> What you will do: Quote every line from the top of the listing down to and including the line that contains "Relative order inside".

(Supplied information Opens)

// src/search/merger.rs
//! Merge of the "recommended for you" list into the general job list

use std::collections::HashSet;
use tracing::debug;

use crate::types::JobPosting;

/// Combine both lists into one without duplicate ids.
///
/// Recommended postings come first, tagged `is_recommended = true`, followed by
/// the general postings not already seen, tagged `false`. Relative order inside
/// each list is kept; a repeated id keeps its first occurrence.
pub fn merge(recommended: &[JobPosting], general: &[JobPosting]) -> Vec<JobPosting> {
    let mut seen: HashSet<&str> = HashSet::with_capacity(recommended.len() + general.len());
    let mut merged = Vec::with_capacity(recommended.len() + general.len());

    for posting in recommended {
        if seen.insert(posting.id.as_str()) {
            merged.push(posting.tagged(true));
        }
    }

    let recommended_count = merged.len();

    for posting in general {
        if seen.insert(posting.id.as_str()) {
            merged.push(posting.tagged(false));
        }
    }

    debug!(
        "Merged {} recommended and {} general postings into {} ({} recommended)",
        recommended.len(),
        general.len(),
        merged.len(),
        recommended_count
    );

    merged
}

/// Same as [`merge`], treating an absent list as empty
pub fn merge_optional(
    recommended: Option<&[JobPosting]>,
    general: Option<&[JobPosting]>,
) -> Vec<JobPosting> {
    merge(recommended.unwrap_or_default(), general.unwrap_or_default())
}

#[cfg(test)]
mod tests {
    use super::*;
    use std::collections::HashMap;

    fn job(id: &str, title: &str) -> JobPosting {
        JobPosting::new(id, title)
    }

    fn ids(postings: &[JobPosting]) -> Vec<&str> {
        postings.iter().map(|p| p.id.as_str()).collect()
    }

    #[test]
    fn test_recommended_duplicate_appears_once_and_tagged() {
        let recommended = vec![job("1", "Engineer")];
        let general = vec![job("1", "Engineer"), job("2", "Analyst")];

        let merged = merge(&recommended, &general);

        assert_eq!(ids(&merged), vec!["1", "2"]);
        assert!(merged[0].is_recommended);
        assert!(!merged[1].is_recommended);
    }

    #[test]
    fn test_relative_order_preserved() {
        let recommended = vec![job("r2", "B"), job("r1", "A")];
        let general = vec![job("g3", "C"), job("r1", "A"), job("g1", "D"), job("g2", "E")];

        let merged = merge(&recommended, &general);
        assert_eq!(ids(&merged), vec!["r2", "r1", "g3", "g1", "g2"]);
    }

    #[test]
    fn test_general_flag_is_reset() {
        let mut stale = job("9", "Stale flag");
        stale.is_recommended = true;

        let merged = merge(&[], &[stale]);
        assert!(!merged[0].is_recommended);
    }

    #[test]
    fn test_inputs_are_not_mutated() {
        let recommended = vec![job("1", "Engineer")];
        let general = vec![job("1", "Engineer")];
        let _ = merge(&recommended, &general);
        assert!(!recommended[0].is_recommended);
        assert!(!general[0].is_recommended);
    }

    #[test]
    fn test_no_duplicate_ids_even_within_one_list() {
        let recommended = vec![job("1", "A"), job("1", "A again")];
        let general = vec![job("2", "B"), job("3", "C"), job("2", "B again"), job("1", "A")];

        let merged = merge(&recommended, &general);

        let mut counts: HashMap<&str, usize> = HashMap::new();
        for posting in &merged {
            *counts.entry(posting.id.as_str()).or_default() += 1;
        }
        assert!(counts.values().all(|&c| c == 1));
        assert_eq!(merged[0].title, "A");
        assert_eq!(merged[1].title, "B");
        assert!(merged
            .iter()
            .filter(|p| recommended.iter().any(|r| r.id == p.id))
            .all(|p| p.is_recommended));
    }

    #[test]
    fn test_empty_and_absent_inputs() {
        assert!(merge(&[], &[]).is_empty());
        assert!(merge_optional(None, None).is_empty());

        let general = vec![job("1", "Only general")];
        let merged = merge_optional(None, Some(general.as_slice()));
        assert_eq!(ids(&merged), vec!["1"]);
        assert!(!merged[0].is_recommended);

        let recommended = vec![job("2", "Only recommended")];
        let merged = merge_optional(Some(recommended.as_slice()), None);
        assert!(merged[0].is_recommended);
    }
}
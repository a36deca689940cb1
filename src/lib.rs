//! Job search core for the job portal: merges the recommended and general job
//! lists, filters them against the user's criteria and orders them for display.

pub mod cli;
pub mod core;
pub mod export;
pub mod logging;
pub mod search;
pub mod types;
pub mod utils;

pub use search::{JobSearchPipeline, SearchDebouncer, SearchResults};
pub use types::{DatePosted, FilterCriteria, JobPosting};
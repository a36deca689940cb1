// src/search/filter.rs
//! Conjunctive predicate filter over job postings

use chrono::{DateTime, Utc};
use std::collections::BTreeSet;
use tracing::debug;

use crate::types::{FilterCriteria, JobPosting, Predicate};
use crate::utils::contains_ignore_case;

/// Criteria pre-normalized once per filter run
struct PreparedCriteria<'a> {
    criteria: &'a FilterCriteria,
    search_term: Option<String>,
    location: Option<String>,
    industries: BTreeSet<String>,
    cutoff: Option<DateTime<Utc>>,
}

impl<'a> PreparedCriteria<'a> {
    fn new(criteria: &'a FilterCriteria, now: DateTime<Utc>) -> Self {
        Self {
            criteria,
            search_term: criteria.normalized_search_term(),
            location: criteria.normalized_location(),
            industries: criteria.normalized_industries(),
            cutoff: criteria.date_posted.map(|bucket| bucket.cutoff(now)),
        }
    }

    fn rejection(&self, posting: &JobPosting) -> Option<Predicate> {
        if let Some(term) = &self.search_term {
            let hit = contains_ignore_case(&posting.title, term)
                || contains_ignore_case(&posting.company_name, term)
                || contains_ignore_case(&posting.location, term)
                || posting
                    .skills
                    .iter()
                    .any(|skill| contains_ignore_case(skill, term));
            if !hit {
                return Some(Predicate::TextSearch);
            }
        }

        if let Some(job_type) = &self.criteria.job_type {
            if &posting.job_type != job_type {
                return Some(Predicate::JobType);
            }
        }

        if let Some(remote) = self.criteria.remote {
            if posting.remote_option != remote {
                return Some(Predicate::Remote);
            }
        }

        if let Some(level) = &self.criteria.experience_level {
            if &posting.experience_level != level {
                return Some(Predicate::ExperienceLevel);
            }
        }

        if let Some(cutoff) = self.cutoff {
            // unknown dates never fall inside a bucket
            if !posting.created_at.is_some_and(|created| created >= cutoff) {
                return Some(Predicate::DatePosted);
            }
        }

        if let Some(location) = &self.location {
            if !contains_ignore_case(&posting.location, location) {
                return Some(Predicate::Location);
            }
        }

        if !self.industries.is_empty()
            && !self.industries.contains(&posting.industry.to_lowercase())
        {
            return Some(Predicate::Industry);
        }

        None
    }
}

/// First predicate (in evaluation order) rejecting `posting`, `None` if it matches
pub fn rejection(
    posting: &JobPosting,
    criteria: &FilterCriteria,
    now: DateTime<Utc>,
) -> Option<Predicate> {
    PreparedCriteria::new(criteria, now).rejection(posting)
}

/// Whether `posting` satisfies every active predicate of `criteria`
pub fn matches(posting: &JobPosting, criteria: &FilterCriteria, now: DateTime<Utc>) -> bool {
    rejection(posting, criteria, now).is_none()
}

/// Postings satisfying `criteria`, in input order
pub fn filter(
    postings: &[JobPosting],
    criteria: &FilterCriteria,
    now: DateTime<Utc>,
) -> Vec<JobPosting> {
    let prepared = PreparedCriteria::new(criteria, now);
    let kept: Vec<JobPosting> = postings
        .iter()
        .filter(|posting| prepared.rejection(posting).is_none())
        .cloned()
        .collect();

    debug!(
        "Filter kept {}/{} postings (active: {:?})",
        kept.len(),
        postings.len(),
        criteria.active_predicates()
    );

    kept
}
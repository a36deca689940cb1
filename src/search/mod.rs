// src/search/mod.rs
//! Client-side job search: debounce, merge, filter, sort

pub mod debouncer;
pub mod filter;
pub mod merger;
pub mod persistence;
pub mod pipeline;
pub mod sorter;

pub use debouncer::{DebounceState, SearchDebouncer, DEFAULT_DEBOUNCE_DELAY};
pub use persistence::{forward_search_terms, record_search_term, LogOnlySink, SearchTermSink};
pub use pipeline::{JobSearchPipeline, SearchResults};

(Supplied information Closes)

> Answer section:
// src/search/merger.rs
//! Merge of the "recommended for you" list into the general job list

use std::collections::HashSet;
use tracing::debug;

use crate::types::JobPosting;

/// Combine both lists into one without duplicate ids.
///
/// Recommended postings come first, tagged `is_recommended = true`, followed by
/// the general postings not already seen, tagged `false`. Relative order inside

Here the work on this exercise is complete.